Une corruption endémique et galopante
15 ans après, la corruption en Tunisie est aussi profonde que diversifiée. Elle s’est répandue avec une vitesse et une facilité étonnantes. Un rapport de l’Association Tunisienne des Contrôleurs Publics fait état de la propagation de la “petite corruption”, une corruption affectant les Tunisiens dans leurs interactions avec les services publics, avec des paiements illégaux estimés à environ 570 millions de dinars tunisiens entre 2014 et 2020.

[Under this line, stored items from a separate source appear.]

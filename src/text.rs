//! Display-text helpers shared by the selector and the history views.

/// Characters stripped from catalog descriptions before display.
const SPECIAL_CHARS: &[char] = &[
    '!', '@', '#', '$', '%', '^', '&', '*', '(', ')', ',', '.', '?', '"', ':', '{', '}', '|',
    '<', '>',
];

/// Strip the fixed punctuation set and trim surrounding whitespace.
pub fn normalize_text(text: &str) -> String {
    text.chars()
        .filter(|c| !SPECIAL_CHARS.contains(c))
        .collect::<String>()
        .trim()
        .to_owned()
}

/// Turn a plural collection key into a singular, capitalized label:
/// `abilities` -> `Ability`, `skills` -> `Skill`.
pub fn normalize_category(text: &str) -> String {
    let mut chars = text.chars();
    let capitalized = match chars.next() {
        Some(first) => first.to_uppercase().chain(chars).collect::<String>(),
        None => return String::new(),
    };

    if let Some(stem) = capitalized.strip_suffix("ies") {
        format!("{stem}y")
    } else if let Some(stem) = capitalized.strip_suffix("es") {
        format!("{stem}e")
    } else if let Some(stem) = capitalized.strip_suffix('s') {
        stem.to_owned()
    } else {
        capitalized
    }
}
use serde::{Deserialize, Serialize};

use crate::error::ConfigError;
use crate::ladder::DEFAULT_EXPONENT;

/// Tunables of the roll pipeline. Every field has a default, so `{}` is a
/// valid configuration.
#[derive(Debug, Clone, PartialEq, Serialize, Deserialize)]
pub struct RollConfig {
    /// Sharpness of the rarity distribution around the average.
    #[serde(default = "RollConfig::default_exponent")]
    pub exponent: f64,
    /// Acceptance windows around the target rarity, narrowest first. When
    /// all of them come up empty the whole pool is used.
    #[serde(default = "RollConfig::default_tolerances")]
    pub tolerances: Vec<f64>,
    #[serde(default = "RollConfig::default_history_cap")]
    pub history_cap: usize,
}

impl RollConfig {
    const fn default_exponent() -> f64 {
        DEFAULT_EXPONENT
    }

    fn default_tolerances() -> Vec<f64> {
        vec![0.5, 1.0]
    }

    const fn default_history_cap() -> usize {
        100
    }

    /// Parse and validate a JSON configuration.
    pub fn from_json_str(json: &str) -> Result<Self, ConfigError> {
        let config: Self = serde_json::from_str(json)?;
        config.validate()?;
        Ok(config)
    }

    pub fn validate(&self) -> Result<(), ConfigError> {
        if !self.exponent.is_finite() || self.exponent <= 0.0 {
            return Err(ConfigError::Exponent(self.exponent));
        }
        if self.tolerances.is_empty() {
            return Err(ConfigError::NoTolerances);
        }
        let mut previous = 0.0;
        for (index, &value) in self.tolerances.iter().enumerate() {
            if !value.is_finite() || value <= previous {
                return Err(ConfigError::Tolerance { index, value });
            }
            previous = value;
        }
        if self.history_cap == 0 {
            return Err(ConfigError::HistoryCap);
        }
        Ok(())
    }
}

impl Default for RollConfig {
    fn default() -> Self {
        Self {
            exponent: Self::default_exponent(),
            tolerances: Self::default_tolerances(),
            history_cap: Self::default_history_cap(),
        }
    }
}

#[cfg(test)]
mod tests {
    use super::*;

    #[test]
    fn empty_object_is_default() {
        let config = RollConfig::from_json_str("{}").unwrap();
        assert_eq!(config, RollConfig::default());
        assert_eq!(config.tolerances, [0.5, 1.0]);
        assert_eq!(config.history_cap, 100);
    }

    #[test]
    fn partial_override() {
        let config = RollConfig::from_json_str(r#"{"exponent": 3.5, "history_cap": 10}"#).unwrap();
        assert_eq!(config.exponent, 3.5);
        assert_eq!(config.history_cap, 10);
        assert_eq!(config.tolerances, RollConfig::default().tolerances);
    }

    #[test]
    fn rejects_invalid_values() {
        assert!(matches!(
            RollConfig::from_json_str(r#"{"exponent": 0}"#),
            Err(ConfigError::Exponent(_))
        ));
        assert!(matches!(
            RollConfig::from_json_str(r#"{"tolerances": []}"#),
            Err(ConfigError::NoTolerances)
        ));
        assert!(matches!(
            RollConfig::from_json_str(r#"{"tolerances": [1.0, 0.5]}"#),
            Err(ConfigError::Tolerance { index: 1, .. })
        ));
        assert!(matches!(
            RollConfig::from_json_str(r#"{"history_cap": 0}"#),
            Err(ConfigError::HistoryCap)
        ));
        assert!(matches!(
            RollConfig::from_json_str("[1, 2]"),
            Err(ConfigError::Parse(_))
        ));
    }
}
use std::collections::HashMap;
use std::sync::Arc;

use chaos_gacha::{
    Catalog, Category, GachaEngine, GachaSession, MemoryStore, PreferenceKey, RollSource, Ticket,
    TicketPreset,
};
use tracing_subscriber::EnvFilter;

#[tokio::main(flavor = "current_thread")]
async fn main() -> Result<(), Box<dyn std::error::Error>> {
    tracing_subscriber::fmt()
        .with_env_filter(EnvFilter::from_default_env())
        .init();

    let engine = GachaEngine::new(Arc::new(Catalog::bundled()?), Arc::new(MemoryStore::new()));
    let session = GachaSession::new(engine);
    let mut rng = rand::rng();

    for &ticket in Ticket::ALL {
        let levels = ticket.levels();
        println!(
            "{ticket: <10} {} min {:.1} ave {:.1} max {:.1}",
            ticket.color(),
            levels.min,
            levels.ave,
            levels.max
        );
    }

    session.set_category(Category::Items);
    session.apply_ticket(Ticket::Golden);
    let outcome = session.roll(&mut rng).await?;
    println!("\n{}\n", outcome.item.share_text());

    session
        .engine()
        .preferences()
        .set_flag(PreferenceKey::ExcludeTechDrops, true)
        .await?;
    let status = session.engine().preferences().filter_status().await;
    if let Some(summary) = status.summary() {
        println!("{summary}");
    }

    session.set_category(Category::Random);
    session.apply_ticket(Ticket::Divine);
    let mut sources: HashMap<RollSource, u64> = HashMap::default();
    for _ in 0..250 {
        let outcome = session.roll(&mut rng).await?;
        *sources.entry(outcome.source).or_insert(0) += 1;
    }

    println!(
        "{} rolls kept, average rarity {:.1}",
        session.total_rolls(),
        session.average_rarity()
    );
    for (source, count) in sources {
        println!("{count: >5} {source:?}");
    }
    for entry in session.history().iter().take(5) {
        println!(
            "{} {} ({}) {:.1}",
            entry.timestamp.format("%H:%M:%S"),
            entry.item.title,
            entry.item.category.display_name(),
            entry.rarity
        );
    }

    Ok(())
}
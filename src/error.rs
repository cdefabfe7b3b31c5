use thiserror::Error;

use crate::model::Category;

/// Failures while building or drawing from a rarity ladder.
#[derive(Debug, Clone, PartialEq, Error)]
pub enum SampleError {
    #[error("nothing to sample from")]
    Empty,
    #[error("sum of weights is zero or not finite")]
    ZeroSum,
    #[error("{field} must be finite (got {value})")]
    NonFinite { field: &'static str, value: f64 },
    #[error("exponent must be finite and greater than zero (got {0})")]
    InvalidExponent(f64),
    #[error("ladder of {len} rungs exceeds the supported length")]
    LadderTooLong { len: usize },
}

/// Typed failure reasons of the roll pipeline. The orchestrator matches on
/// these to pick a recovery stage.
#[derive(Debug, Clone, PartialEq, Error)]
pub enum RollError {
    #[error("no catalog data for category {category}")]
    DataUnavailable { category: Category },
    #[error("every {category} item was removed by content filters")]
    FilteredToEmpty { category: Category },
    #[error("no candidates left to select from")]
    NoCandidates,
    #[error("rarity sampling failed: {0}")]
    Sample(#[from] SampleError),
}

/// Errors surfaced by a [`PreferenceStore`](crate::PreferenceStore) backend.
#[derive(Debug, Clone, PartialEq, Error)]
pub enum StorageError {
    #[error("storage backend unavailable: {0}")]
    Unavailable(String),
    #[error("failed to read {key}: {reason}")]
    Read { key: String, reason: String },
    #[error("failed to write {key}: {reason}")]
    Write { key: String, reason: String },
}

#[derive(Debug, Error)]
pub enum CatalogError {
    #[error("failed to parse {category} catalog: {source}")]
    Parse {
        category: Category,
        #[source]
        source: serde_json::Error,
    },
    #[error("{category} item {title:?} has a non-finite rarity")]
    NonFiniteRarity { category: Category, title: String },
    #[error("{0} is not a catalog collection")]
    NotACollection(Category),
}

#[derive(Debug, Error)]
pub enum ConfigError {
    #[error("invalid roll configuration: {0}")]
    Parse(#[from] serde_json::Error),
    #[error("exponent must be finite and greater than zero (got {0})")]
    Exponent(f64),
    #[error("at least one rarity tolerance is required")]
    NoTolerances,
    #[error("tolerance {value} at index {index} must be positive and wider than the previous one")]
    Tolerance { index: usize, value: f64 },
    #[error("history cap must be at least 1")]
    HistoryCap,
}

#[derive(Debug, Clone, PartialEq, Eq, Error)]
pub enum SessionError {
    #[error("a roll is already in progress")]
    RollInProgress,
}
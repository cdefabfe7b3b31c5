use chaos_gacha::{
    Catalog, Category, ContentFilters, DEFAULT_EXPONENT, ItemSelector, RarityLadder, sample_rarity,
};
use criterion::{BatchSize, Criterion, Throughput, black_box, criterion_group, criterion_main};
use rand::{Rng, SeedableRng};
use rand_pcg::Pcg32;

const BANDS: [(f64, f64, f64); 4] = [(0.1, 1.3, 3.3), (2.5, 4.3, 6.3), (1.0, 5.0, 9.0), (0.1, 5.0, 10.0)];

fn bench_ladder_build(c: &mut Criterion) {
    let mut group = c.benchmark_group("ladder_build");
    for &(min, ave, max) in &BANDS {
        group.bench_function(format!("band={min}..{max}"), |b| {
            b.iter(|| {
                black_box(
                    RarityLadder::new(black_box(min), black_box(max), black_box(ave), DEFAULT_EXPONENT)
                        .unwrap(),
                )
            });
        });
    }
    group.finish();
}

fn bench_ladder_sample(c: &mut Criterion) {
    let mut group = c.benchmark_group("ladder_sample");
    const DRAWS_PER_ITER: usize = 1024;

    for &(min, ave, max) in &BANDS {
        let ladder = RarityLadder::new(min, max, ave, DEFAULT_EXPONENT).unwrap();
        group.throughput(Throughput::Elements(DRAWS_PER_ITER as u64));

        group.bench_function(format!("prebuilt_band={min}..{max}"), |b| {
            b.iter_batched_ref(
                || Pcg32::seed_from_u64(999),
                |rng| {
                    let mut s = 0.0;
                    for _ in 0..DRAWS_PER_ITER {
                        s += ladder.sample(rng);
                    }
                    black_box(s)
                },
                BatchSize::SmallInput,
            );
        });

        group.bench_function(format!("per_roll_band={min}..{max}"), |b| {
            b.iter_batched_ref(
                || Pcg32::seed_from_u64(1001),
                |rng| {
                    let mut s = 0.0;
                    for _ in 0..DRAWS_PER_ITER {
                        s += sample_rarity(min, max, ave, DEFAULT_EXPONENT, rng).unwrap();
                    }
                    black_box(s)
                },
                BatchSize::SmallInput,
            );
        });
    }
    group.finish();
}

fn bench_select(c: &mut Criterion) {
    let catalog = Catalog::bundled().unwrap();
    let selector = ItemSelector::default();
    let filters = ContentFilters {
        exclude_character_drops: true,
        exclude_tech_drops: false,
    };

    let mut group = c.benchmark_group("select");
    for category in [Category::Items, Category::Random] {
        group.bench_function(format!("category={category}"), |b| {
            b.iter_batched_ref(
                || Pcg32::seed_from_u64(777),
                |rng| {
                    let target = rng.random_range(0.1..=10.0);
                    black_box(
                        selector
                            .select_from_catalog(&catalog, category, target, filters, rng)
                            .unwrap(),
                    )
                },
                BatchSize::SmallInput,
            );
        });
    }
    group.finish();
}

criterion_group!(roll, bench_ladder_build, bench_ladder_sample, bench_select);
criterion_main!(roll);
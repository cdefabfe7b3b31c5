//! Picking a concrete catalog item near a target rarity.

use rand::Rng;

use crate::IndexSampler;
use crate::catalog::{Catalog, CatalogEntry};
use crate::error::RollError;
use crate::ladder::round_tenth;
use crate::model::{Category, Item};
use crate::preferences::ContentFilters;
use crate::sampler::UniformSampler;
use crate::text::normalize_text;

// Rarities are one-decimal values; keep `|3.6 - 3.1|` inside a 0.5 window.
const WINDOW_EPSILON: f64 = 1e-9;

/// Selects items with tolerance widening: each window in turn, then the
/// whole pool.
#[derive(Debug, Clone, PartialEq)]
pub struct ItemSelector {
    tolerances: Vec<f64>,
}

impl ItemSelector {
    pub fn new(tolerances: Vec<f64>) -> Self {
        Self { tolerances }
    }

    /// Candidates for `target`: the first non-empty tolerance window, or the
    /// whole pool. Never returns anything outside `pool`.
    pub fn candidates<'a>(&self, pool: &[&'a CatalogEntry], target: f64) -> Vec<&'a CatalogEntry> {
        for &tolerance in &self.tolerances {
            let within: Vec<_> = pool
                .iter()
                .copied()
                .filter(|e| (e.record.rarity - target).abs() <= tolerance + WINDOW_EPSILON)
                .collect();
            if !within.is_empty() {
                return within;
            }
        }
        pool.to_vec()
    }

    /// Pick uniformly among the candidates for `target` and canonicalize.
    ///
    /// `pool` is expected to be the already-filtered source pool of
    /// `category`; an empty one is reported as [`RollError::NoCandidates`].
    pub fn select<R: Rng + ?Sized>(
        &self,
        category: Category,
        target: f64,
        pool: &[&CatalogEntry],
        rng: &mut R,
    ) -> Result<Item, RollError> {
        let candidates = self.candidates(pool, target);
        let pick = UniformSampler::new(candidates.len()).map_err(|_| RollError::NoCandidates)?;
        let entry = candidates[pick.sample_index(rng)];
        Ok(canonicalize(entry, category))
    }

    /// Resolve the pool for `category`, apply `filters` and select.
    pub fn select_from_catalog<R: Rng + ?Sized>(
        &self,
        catalog: &Catalog,
        category: Category,
        target: f64,
        filters: ContentFilters,
        rng: &mut R,
    ) -> Result<Item, RollError> {
        let pool = filters.apply(catalog.pool(category));
        self.select(category, target, &pool, rng)
    }
}

impl Default for ItemSelector {
    fn default() -> Self {
        Self::new(vec![0.5, 1.0])
    }
}

/// Copy an entry into a rolled [`Item`]: normalized description, one-decimal
/// rarity, and a concrete category. A pick from the `random` pool takes the
/// collection it was loaded from.
pub fn canonicalize(entry: &CatalogEntry, category: Category) -> Item {
    let record = &entry.record;
    let category = match category {
        Category::Random => entry.origin,
        specific => specific,
    };
    Item {
        title: record.title.clone(),
        description: normalize_text(&record.description),
        tier: record.tier.clone(),
        rarity: round_tenth(record.rarity),
        category,
        color: record.color.clone(),
    }
}

#[cfg(test)]
mod tests {
    use super::*;
    use crate::catalog::tests::record;
    use rand::{SeedableRng, rngs::StdRng};

    fn entries(category: Category, rarities: &[f64]) -> Vec<CatalogEntry> {
        rarities
            .iter()
            .enumerate()
            .map(|(i, &r)| CatalogEntry {
                record: record(&format!("{category}-{i}"), r, "#(Tech) gizmo, v2."),
                origin: category,
            })
            .collect()
    }

    #[test]
    fn narrow_window_first() {
        let entries = entries(Category::Items, &[1.0, 3.4, 3.6, 4.4, 8.0]);
        let pool: Vec<_> = entries.iter().collect();
        let selector = ItemSelector::default();

        let hits: Vec<f64> = selector
            .candidates(&pool, 3.1)
            .iter()
            .map(|e| e.record.rarity)
            .collect();
        assert_eq!(hits, [3.4, 3.6]);
    }

    #[test]
    fn widens_then_falls_back_to_everything() {
        let entries = entries(Category::Items, &[1.0, 8.0]);
        let pool: Vec<_> = entries.iter().collect();
        let selector = ItemSelector::default();

        let widened: Vec<f64> = selector
            .candidates(&pool, 2.0)
            .iter()
            .map(|e| e.record.rarity)
            .collect();
        assert_eq!(widened, [1.0]);

        assert_eq!(selector.candidates(&pool, 5.0).len(), 2);
    }

    #[test]
    fn selection_stays_in_pool() {
        let entries = entries(Category::Skills, &[0.5, 2.0, 4.5, 6.0, 9.5]);
        let pool: Vec<_> = entries.iter().collect();
        let titles: Vec<&str> = entries.iter().map(|e| e.record.title.as_str()).collect();
        let selector = ItemSelector::default();
        let mut rng = StdRng::seed_from_u64(42);

        for step in 0..100 {
            let target = step as f64 / 10.0;
            let item = selector.select(Category::Skills, target, &pool, &mut rng).unwrap();
            assert!(titles.contains(&item.title.as_str()));
            assert_eq!(item.category, Category::Skills);
        }
    }

    #[test]
    fn empty_pool_is_no_candidates() {
        let selector = ItemSelector::default();
        let mut rng = StdRng::seed_from_u64(1);
        assert_eq!(
            selector.select(Category::Items, 3.0, &[], &mut rng),
            Err(RollError::NoCandidates)
        );
    }

    #[test]
    fn canonical_copy() {
        let mut entry = entries(Category::Familiars, &[3.25]).remove(0);
        entry.record.color = Some("#fff".into());

        let item = canonicalize(&entry, Category::Random);
        assert_eq!(item.category, Category::Familiars);
        assert_eq!(item.description, "Tech gizmo v2");
        assert_eq!(item.rarity_label(), "3.3");
        assert_eq!(item.color.as_deref(), Some("#fff"));
        // the catalog entry is untouched
        assert_eq!(entry.record.description, "#(Tech) gizmo, v2.");

        assert_eq!(canonicalize(&entry, Category::Items).category, Category::Items);
    }

    #[test]
    fn random_pool_resolves_origin() {
        let catalog = Catalog::builder()
            .records(Category::Traits, [record("Lucky", 5.0, "")])
            .unwrap()
            .build();
        let selector = ItemSelector::default();
        let mut rng = StdRng::seed_from_u64(3);
        let item = selector
            .select_from_catalog(&catalog, Category::Random, 5.0, ContentFilters::default(), &mut rng)
            .unwrap();
        assert_eq!(item.category, Category::Traits);
    }

    #[test]
    fn filters_are_applied_before_matching() {
        let catalog = Catalog::builder()
            .records(
                Category::Items,
                [
                    record("Gadget", 5.0, "#(Tech) beeps"),
                    record("Rock", 9.0, "a rock"),
                ],
            )
            .unwrap()
            .build();
        let filters = ContentFilters {
            exclude_character_drops: false,
            exclude_tech_drops: true,
        };
        let selector = ItemSelector::default();
        let mut rng = StdRng::seed_from_u64(9);
        for _ in 0..20 {
            let item = selector
                .select_from_catalog(&catalog, Category::Items, 5.0, filters, &mut rng)
                .unwrap();
            assert_eq!(item.title, "Rock");
        }
    }
}
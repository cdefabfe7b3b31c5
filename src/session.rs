//! The state owner a UI surface talks to.
//!
//! A session holds the current selection, the roll history and a busy flag.
//! Only one roll runs at a time per session: a second request while the
//! first is still awaiting preferences is refused rather than queued, so
//! history appends never race.

use std::sync::atomic::{AtomicBool, Ordering};
use std::sync::{Mutex, MutexGuard, PoisonError};

use rand::Rng;

use crate::engine::GachaEngine;
use crate::error::SessionError;
use crate::fallback::RollOutcome;
use crate::history::{RollHistory, RollLogEntry};
use crate::model::{Category, Item, LevelField, Levels, Ticket, TicketPreset};

#[derive(Debug)]
struct SessionState {
    current_item: Option<Item>,
    levels: Levels,
    category: Category,
    ticket: Option<Ticket>,
    history: RollHistory,
}

#[derive(Debug)]
pub struct GachaSession {
    engine: GachaEngine,
    state: Mutex<SessionState>,
    rolling: AtomicBool,
}

/// Clears the busy flag when the roll finishes, however it finishes.
struct RollGuard<'a>(&'a AtomicBool);

impl<'a> RollGuard<'a> {
    fn acquire(flag: &'a AtomicBool) -> Option<Self> {
        flag.compare_exchange(false, true, Ordering::AcqRel, Ordering::Acquire)
            .ok()
            .map(|_| Self(flag))
    }
}

impl Drop for RollGuard<'_> {
    fn drop(&mut self) {
        self.0.store(false, Ordering::Release);
    }
}

impl GachaSession {
    pub fn new(engine: GachaEngine) -> Self {
        let history = RollHistory::new(engine.config().history_cap);
        Self {
            engine,
            state: Mutex::new(SessionState {
                current_item: None,
                levels: Levels::default(),
                category: Category::default(),
                ticket: None,
                history,
            }),
            rolling: AtomicBool::new(false),
        }
    }

    fn lock(&self) -> MutexGuard<'_, SessionState> {
        self.state.lock().unwrap_or_else(PoisonError::into_inner)
    }

    pub fn engine(&self) -> &GachaEngine {
        &self.engine
    }

    pub fn is_rolling(&self) -> bool {
        self.rolling.load(Ordering::Acquire)
    }

    /// Roll with the current category and levels, make the result current
    /// and record it.
    ///
    /// # Errors
    /// [`SessionError::RollInProgress`] if another roll has not finished yet.
    pub async fn roll<R: Rng + ?Sized>(&self, rng: &mut R) -> Result<RollOutcome, SessionError> {
        let _guard = RollGuard::acquire(&self.rolling).ok_or(SessionError::RollInProgress)?;
        let (category, levels) = {
            let state = self.lock();
            (state.category, state.levels)
        };

        let outcome = self.engine.roll(category, levels, rng).await;

        let mut state = self.lock();
        state.current_item = Some(outcome.item.clone());
        state
            .history
            .record(outcome.item.clone(), outcome.actual_rarity);
        Ok(outcome)
    }

    pub fn current_item(&self) -> Option<Item> {
        self.lock().current_item.clone()
    }

    pub fn levels(&self) -> Levels {
        self.lock().levels
    }

    /// Replace the band; values are clamped and the ticket is deselected.
    pub fn set_levels(&self, levels: Levels) {
        let mut state = self.lock();
        state.levels = Levels::new(levels.min, levels.ave, levels.max);
        state.ticket = None;
    }

    /// Edit one level from user-typed text.
    pub fn set_level(&self, field: LevelField, text: &str) {
        let mut state = self.lock();
        state.levels = state.levels.with_field(field, text);
        state.ticket = None;
    }

    pub fn category(&self) -> Category {
        self.lock().category
    }

    pub fn set_category(&self, category: Category) {
        self.lock().category = category;
    }

    pub fn ticket(&self) -> Option<Ticket> {
        self.lock().ticket
    }

    /// Load a ticket's preset band.
    pub fn apply_ticket(&self, ticket: Ticket) {
        let mut state = self.lock();
        state.levels = ticket.levels();
        state.ticket = Some(ticket);
    }

    /// Snapshot of the history, newest first.
    pub fn history(&self) -> Vec<RollLogEntry> {
        self.lock().history.entries().cloned().collect()
    }

    pub fn total_rolls(&self) -> usize {
        self.lock().history.len()
    }

    pub fn average_rarity(&self) -> f64 {
        self.lock().history.average_rarity()
    }

    /// Make a past roll the current item again. Returns it, or `None` if the
    /// id is no longer in the history.
    pub fn select_from_history(&self, id: &str) -> Option<Item> {
        let mut state = self.lock();
        let item = state.history.find(id)?.item.clone();
        state.current_item = Some(item.clone());
        Some(item)
    }

    pub fn clear_history(&self) {
        self.lock().history.clear();
    }
}

#[cfg(test)]
mod tests {
    use super::*;
    use std::sync::Arc;

    use crate::catalog::Catalog;
    use crate::config::RollConfig;
    use crate::fallback::RollSource;
    use crate::preferences::MemoryStore;
    use crate::preferences::tests::SlowStore;
    use rand::{SeedableRng, rngs::StdRng};

    fn session() -> GachaSession {
        let engine = GachaEngine::new(
            Arc::new(Catalog::bundled().unwrap()),
            Arc::new(MemoryStore::new()),
        );
        GachaSession::new(engine)
    }

    #[test]
    fn defaults() {
        let session = session();
        assert_eq!(session.levels(), Levels { min: 0.1, ave: 5.0, max: 10.0 });
        assert_eq!(session.category(), Category::Random);
        assert_eq!(session.ticket(), None);
        assert_eq!(session.current_item(), None);
        assert_eq!(session.total_rolls(), 0);
        assert!(!session.is_rolling());
    }

    #[test]
    fn tickets_and_level_edits() {
        let session = session();
        session.apply_ticket(Ticket::Platinum);
        assert_eq!(session.ticket(), Some(Ticket::Platinum));
        assert_eq!(session.levels(), Levels { min: 2.5, ave: 4.3, max: 6.3 });

        session.set_level(LevelField::Max, "12");
        assert_eq!(session.ticket(), None);
        assert_eq!(session.levels().max, 10.0);

        session.set_levels(Levels { min: -1.0, ave: 3.0, max: 4.0 });
        assert_eq!(session.levels().min, 0.1);
    }

    #[tokio::test]
    async fn rolls_update_current_item_and_history() {
        let session = session();
        session.set_category(Category::Traits);
        session.apply_ticket(Ticket::Golden);
        let mut rng = StdRng::seed_from_u64(42);

        let outcome = session.roll(&mut rng).await.unwrap();
        assert_eq!(outcome.source, RollSource::Catalog);
        assert_eq!(outcome.item.category, Category::Traits);
        assert_eq!(session.current_item(), Some(outcome.item.clone()));

        let history = session.history();
        assert_eq!(history.len(), 1);
        assert_eq!(history[0].item, outcome.item);
        assert_eq!(history[0].rarity, outcome.actual_rarity);
        assert!(!session.is_rolling());
    }

    #[tokio::test]
    async fn history_keeps_last_hundred() {
        let session = session();
        let mut rng = StdRng::seed_from_u64(1);
        let mut last = None;
        for _ in 0..101 {
            last = Some(session.roll(&mut rng).await.unwrap());
        }
        let history = session.history();
        assert_eq!(history.len(), 100);
        assert_eq!(history[0].item, last.unwrap().item);
    }

    #[tokio::test]
    async fn select_from_history_and_clear() {
        let session = session();
        let mut rng = StdRng::seed_from_u64(2);
        let first = session.roll(&mut rng).await.unwrap();
        session.roll(&mut rng).await.unwrap();

        let first_id = session.history()[1].id.clone();
        assert_eq!(session.select_from_history(&first_id), Some(first.item.clone()));
        assert_eq!(session.current_item(), Some(first.item));
        assert!(session.average_rarity() > 0.0);

        session.clear_history();
        assert_eq!(session.total_rolls(), 0);
        assert_eq!(session.select_from_history(&first_id), None);
    }

    #[tokio::test]
    async fn overlapping_roll_is_refused() {
        let engine = GachaEngine::new(
            Arc::new(Catalog::bundled().unwrap()),
            Arc::new(SlowStore::default()),
        );
        let session = GachaSession::new(engine);
        let mut first_rng = StdRng::seed_from_u64(1);
        let mut second_rng = StdRng::seed_from_u64(2);

        let (first, second) = tokio::join!(session.roll(&mut first_rng), session.roll(&mut second_rng));
        let (landed, refused) = match (first, second) {
            (Ok(outcome), Err(err)) | (Err(err), Ok(outcome)) => (outcome, err),
            other => panic!("expected exactly one roll to land: {other:?}"),
        };
        assert_eq!(refused, SessionError::RollInProgress);

        let history = session.history();
        assert_eq!(history.len(), 1);
        assert_eq!(history[0].item, landed.item);
        assert_eq!(history[0].rarity, landed.actual_rarity);

        // the flag is released once the first roll lands
        let third = session.roll(&mut second_rng).await.unwrap();
        assert_eq!(session.history()[0].item, third.item);
    }

    #[tokio::test]
    async fn history_cap_follows_config() {
        let config = RollConfig {
            history_cap: 3,
            ..RollConfig::default()
        };
        let engine = GachaEngine::with_config(
            Arc::new(Catalog::bundled().unwrap()),
            Arc::new(MemoryStore::new()),
            config,
        )
        .unwrap();
        let session = GachaSession::new(engine);
        let mut rng = StdRng::seed_from_u64(4);
        for _ in 0..5 {
            session.roll(&mut rng).await.unwrap();
        }
        assert_eq!(session.total_rolls(), 3);
    }
}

Le rapport alarmant de Transparency International
Le rapport 2024 de Transparency International, ONG reconnue pour sa probité et sa crédibilité, publié récemment et qui a fait l’objet de l’éditorial de Hechmi Alaya dans le dernier numéro d’Ecoweek, fait état d’une corruption qui s’aggrave en Tunisie.
“Dans le rapport 2024 publié cette semaine, la Tunisie est gratifiée de 39 points sur 100 ; un score largement inférieur à la moyenne (50 points) et à la moyenne mondiale (43 points), qui la relègue désormais à la 92ème place sur les 180 pays couverts par le classement de TI… La Tunisie se retrouve désormais à la 14ème place en Afrique, loin derrière la Côte d’Ivoire, le Ghana, le Sénégal et bien d’autres pays d’Afrique qu’elle surclassait il y a cinq ans. Maigre consolation, notre pays est le moins mauvais élève d’Afrique du Nord.”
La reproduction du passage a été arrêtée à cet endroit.